Director – Kim Cho-hee – 2019 – South Korea – 95m
****
When a film director she’s worked for over several years dies, his film producer has to rethink her life – currently streaming on MUBI as part of their New South Korean Cinema season
Director Ji (Seo Sang-won), his fortysomething producer Lee Chan-sil (Kang Mal-geum) and three or four others are drinking Soju round a table after a hard day’s work on the set. Suddenly, Ji slumps forward. Everyone thinks he’s kidding. He’s not. He’s dead. Unexpectedly dead. Ji makes little independent films in his own highly idiosyncratic style. If he’s no longer there, then the film, too, is dead. And Chan-sil, who has only worked with him, is suddenly out of a job.
With her regular income gone, she downsizes and moves into a cheap flat owned by an ageing live-in landlady (Youn Yuh-jung). It’s near the top of a hill, so other members of the abandoned film production help her carry stuff up there. She sees a lot of her flighty actress friend Sophie (Yeung Soon-ah) for whom she now goes to work as a cleaner. These changes of circumstance give her the both the space and the opportunity to reassess her life.
Then she strikes up a friendship with Sophie’s thirtysomething French teacher Kim Young (Bae Yoo-ram) which may or may not flower into romance. This element is nicely handled.
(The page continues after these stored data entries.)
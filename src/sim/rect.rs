//! Axis-aligned rectangle geometry for hitboxes
//!
//! Screen space: origin at the top-left, y grows downward. A rectangle covers
//! `[x, x + w)` horizontally and `[y, y + h)` vertically.

use glam::IVec2;
use serde::{Deserialize, Serialize};

/// Integer axis-aligned box
#[derive(Debug, Clone, Copy, PartialEq, Eq, Serialize, Deserialize)]
pub struct Rect {
    /// Top-left corner
    pub origin: IVec2,
    /// Width and height (never negative)
    pub size: IVec2,
}

impl Rect {
    /// Negative extents are clamped to zero, producing an empty box.
    pub fn new(x: i32, y: i32, w: i32, h: i32) -> Self {
        Self {
            origin: IVec2::new(x, y),
            size: IVec2::new(w.max(0), h.max(0)),
        }
    }

    #[inline]
    pub fn left(&self) -> i32 {
        self.origin.x
    }

    #[inline]
    pub fn right(&self) -> i32 {
        self.origin.x + self.size.x
    }

    #[inline]
    pub fn top(&self) -> i32 {
        self.origin.y
    }

    #[inline]
    pub fn bottom(&self) -> i32 {
        self.origin.y + self.size.y
    }

    #[inline]
    pub fn is_empty(&self) -> bool {
        self.size.x == 0 || self.size.y == 0
    }

    /// Shrink by `pad` on every side
    pub fn inset(&self, pad: i32) -> Self {
        Self::new(
            self.origin.x + pad,
            self.origin.y + pad,
            self.size.x - 2 * pad,
            self.size.y - 2 * pad,
        )
    }

    /// Strict overlap test: shared edges and empty boxes never intersect
    pub fn intersects(&self, other: &Rect) -> bool {
        if self.is_empty() || other.is_empty() {
            return false;
        }
        self.left() < other.right()
            && other.left() < self.right()
            && self.top() < other.bottom()
            && other.top() < self.bottom()
    }
}

#[cfg(test)]
mod tests {
    use super::*;

    #[test]
    fn test_overlapping_boxes_intersect() {
        let a = Rect::new(0, 0, 10, 10);
        let b = Rect::new(5, 5, 10, 10);
        assert!(a.intersects(&b));
        assert!(b.intersects(&a));
    }

    #[test]
    fn test_touching_edges_do_not_intersect() {
        let a = Rect::new(0, 0, 10, 10);
        assert!(!a.intersects(&Rect::new(10, 0, 10, 10)));
        assert!(!a.intersects(&Rect::new(0, 10, 10, 10)));
    }

    #[test]
    fn test_empty_box_never_intersects() {
        let a = Rect::new(0, 0, 10, 10);
        let empty = Rect::new(2, 2, 0, 5);
        assert!(empty.is_empty());
        assert!(!a.intersects(&empty));
        // Negative sizes clamp to empty
        assert!(Rect::new(0, 0, 5, -3).is_empty());
    }

    #[test]
    fn test_inset() {
        let r = Rect::new(100, 300, 24, 20).inset(2);
        assert_eq!(r, Rect::new(102, 302, 20, 16));
        assert_eq!(r.right(), 122);
        assert_eq!(r.bottom(), 318);
    }
}
//! Sound cues for game events
//!
//! The simulation never plays sounds itself. Each tick yields a list of
//! [`GameEvent`]s; the audio manager maps them to cues and hands them to a
//! fire-and-forget backend.

use serde::{Deserialize, Serialize};

use crate::settings::Settings;
use crate::sim::GameEvent;

/// Sound effect types
#[derive(Debug, Clone, Copy, PartialEq, Eq, Serialize, Deserialize)]
pub enum SoundEffect {
    /// Wing flap
    Flap,
    /// Collision impact
    Hit,
    /// Death fall
    Die,
    /// Obstacle cleared
    Point,
    /// Run started / menu select
    Select,
}

impl SoundEffect {
    pub fn as_str(&self) -> &'static str {
        match self {
            SoundEffect::Flap => "flap",
            SoundEffect::Hit => "hit",
            SoundEffect::Die => "die",
            SoundEffect::Point => "point",
            SoundEffect::Select => "select",
        }
    }

    /// Cue for an event, if it has one
    pub fn for_event(event: &GameEvent) -> Option<Self> {
        match event {
            GameEvent::Started => Some(SoundEffect::Select),
            GameEvent::Flapped => Some(SoundEffect::Flap),
            GameEvent::Scored { .. } => Some(SoundEffect::Point),
            GameEvent::Hit => Some(SoundEffect::Hit),
            GameEvent::Died => Some(SoundEffect::Die),
            GameEvent::NewHighScore(_) => None,
        }
    }
}

/// Something that can start a sound and forget about it
///
/// Implementations must not block; a backend that fails to play simply stays silent.
pub trait AudioBackend {
    fn play(&mut self, effect: SoundEffect, volume: f32);
}

/// Backend that only logs cues (headless runs)
#[derive(Debug, Default)]
pub struct LogBackend;

impl AudioBackend for LogBackend {
    fn play(&mut self, effect: SoundEffect, volume: f32) {
        log::debug!("♪ {} (vol {:.2})", effect.as_str(), volume);
    }
}

/// Audio manager for the game
pub struct AudioManager {
    backend: Box<dyn AudioBackend>,
    master_volume: f32,
    sfx_volume: f32,
    muted: bool,
}

impl Default for AudioManager {
    fn default() -> Self {
        Self::new(Box::new(LogBackend))
    }
}

impl AudioManager {
    pub fn new(backend: Box<dyn AudioBackend>) -> Self {
        Self {
            backend,
            master_volume: 0.8,
            sfx_volume: 1.0,
            muted: false,
        }
    }

    /// Build from the player's audio preferences
    pub fn from_settings(backend: Box<dyn AudioBackend>, settings: &Settings) -> Self {
        let mut audio = Self::new(backend);
        audio.set_master_volume(settings.master_volume);
        audio.set_sfx_volume(settings.sfx_volume);
        audio.set_muted(settings.muted);
        audio
    }

    /// Set master volume (0.0 - 1.0)
    pub fn set_master_volume(&mut self, vol: f32) {
        self.master_volume = vol.clamp(0.0, 1.0);
    }

    /// Set SFX volume (0.0 - 1.0)
    pub fn set_sfx_volume(&mut self, vol: f32) {
        self.sfx_volume = vol.clamp(0.0, 1.0);
    }

    /// Mute/unmute all audio
    pub fn set_muted(&mut self, muted: bool) {
        self.muted = muted;
    }

    fn effective_volume(&self) -> f32 {
        if self.muted {
            0.0
        } else {
            self.master_volume * self.sfx_volume
        }
    }

    /// Play a sound effect
    pub fn play(&mut self, effect: SoundEffect) {
        let vol = self.effective_volume();
        if vol <= 0.0 {
            return;
        }
        self.backend.play(effect, vol);
    }

    /// Play the cue for every event of a tick, in order
    pub fn handle_events(&mut self, events: &[GameEvent]) {
        for effect in events.iter().filter_map(SoundEffect::for_event) {
            self.play(effect);
        }
    }
}
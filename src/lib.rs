//! Flap Run - a side-scrolling gap-threading arcade game
//!
//! Core modules:
//! - `sim`: Deterministic simulation (physics, obstacles, collisions, scoring, phases)
//! - `game`: The aggregate the shell drives once per frame
//! - `platform`: Frame clock, intent queue and the headless process loop
//! - `highscores`: High score persistence collaborator
//! - `persistence`: JSON file load/save helpers
//! - `audio`: Event to sound cue mapping
//! - `settings`: Player preferences loaded from JSON

pub mod audio;
pub mod error;
pub mod game;
pub mod highscores;
pub mod persistence;
pub mod platform;
pub mod settings;
pub mod sim;

pub use error::StorageError;
pub use game::{Frame, Game};
pub use highscores::{HighScoreStore, JsonFileStore, MemoryStore};
pub use settings::Settings;

/// Game configuration constants
pub mod consts {
    /// Play field dimensions (pixels)
    pub const FIELD_WIDTH: i32 = 400;
    pub const FIELD_HEIGHT: i32 = 600;
    /// Height of the ground strip at the bottom of the field
    pub const GROUND_HEIGHT: i32 = 112;

    /// Target frame rate; one simulation step per frame
    pub const TARGET_FPS: u32 = 60;

    /// Velocity gained per tick while falling (pixels/tick²)
    pub const GRAVITY: f32 = 0.5;
    /// Gravity multiplier for the gentle first descent of the first run
    pub const FIRST_DESCENT_GRAVITY_SCALE: f32 = 0.5;
    /// Velocity a flap sets (negative = upward)
    pub const FLAP_POWER: f32 = -10.0;
    /// Upward nudge applied when the very first run starts
    pub const FIRST_RUN_VELOCITY: f32 = -2.0;

    /// Player hitbox and fixed column
    pub const PLAYER_X: i32 = 100;
    pub const PLAYER_WIDTH: i32 = 24;
    pub const PLAYER_HEIGHT: i32 = 20;
    /// Inset applied on every side of the player box for obstacle tests
    pub const PLAYER_HITBOX_PADDING: i32 = 2;

    /// Visual obstacle width and the narrower lethal width inside it
    pub const OBSTACLE_WIDTH: i32 = 70;
    pub const OBSTACLE_HITBOX_WIDTH: i32 = 60;
    /// Leftward scroll per tick
    pub const OBSTACLE_SPEED: i32 = 3;
    /// Milliseconds between obstacle spawns
    pub const SPAWN_INTERVAL_MS: u64 = 1500;

    /// Difficulty curve
    pub const BASE_GAP: i32 = 150;
    pub const MIN_GAP: i32 = 90;
    pub const GAP_SHRINK_PER_POINT: i32 = 2;
    pub const GAP_SHRINK_SCORE_CAP: u32 = 30;
    pub const VARIATION_PER_POINT: i32 = 2;
    pub const VARIATION_CAP: i32 = 100;
    /// Minimum distance between the gap and the top/bottom of the playable area
    pub const GAP_MARGIN: i32 = 100;
    /// Range widening used when the field is too small for the current difficulty
    pub const GAP_FALLBACK_RANGE: i32 = 50;

    /// Milliseconds after death before a restart intent is honored
    pub const DEATH_COOLDOWN_MS: u64 = 1275;
}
He and she get on well as friends up to a point – it turns out he’s a massive film fan, although he doesn’t get her favourite director Yasujiro Ozu at all, describing Tokyo Story (1953), which he saw once, as a film in which nothing happens, and claims to prefer Christopher Nolan movies. (Certain shots in this film resemble Ozu compositions.) He clearly enjoys spending time with her as a friend, although it’s less clear that there’s anything more than that going on. Probably, there isn’t. Also, like many of her friends and acquaintances, he turns out to be a movie person: his French teacher job is really only to earn him a living so that he can concentrate on his true passion – making short films.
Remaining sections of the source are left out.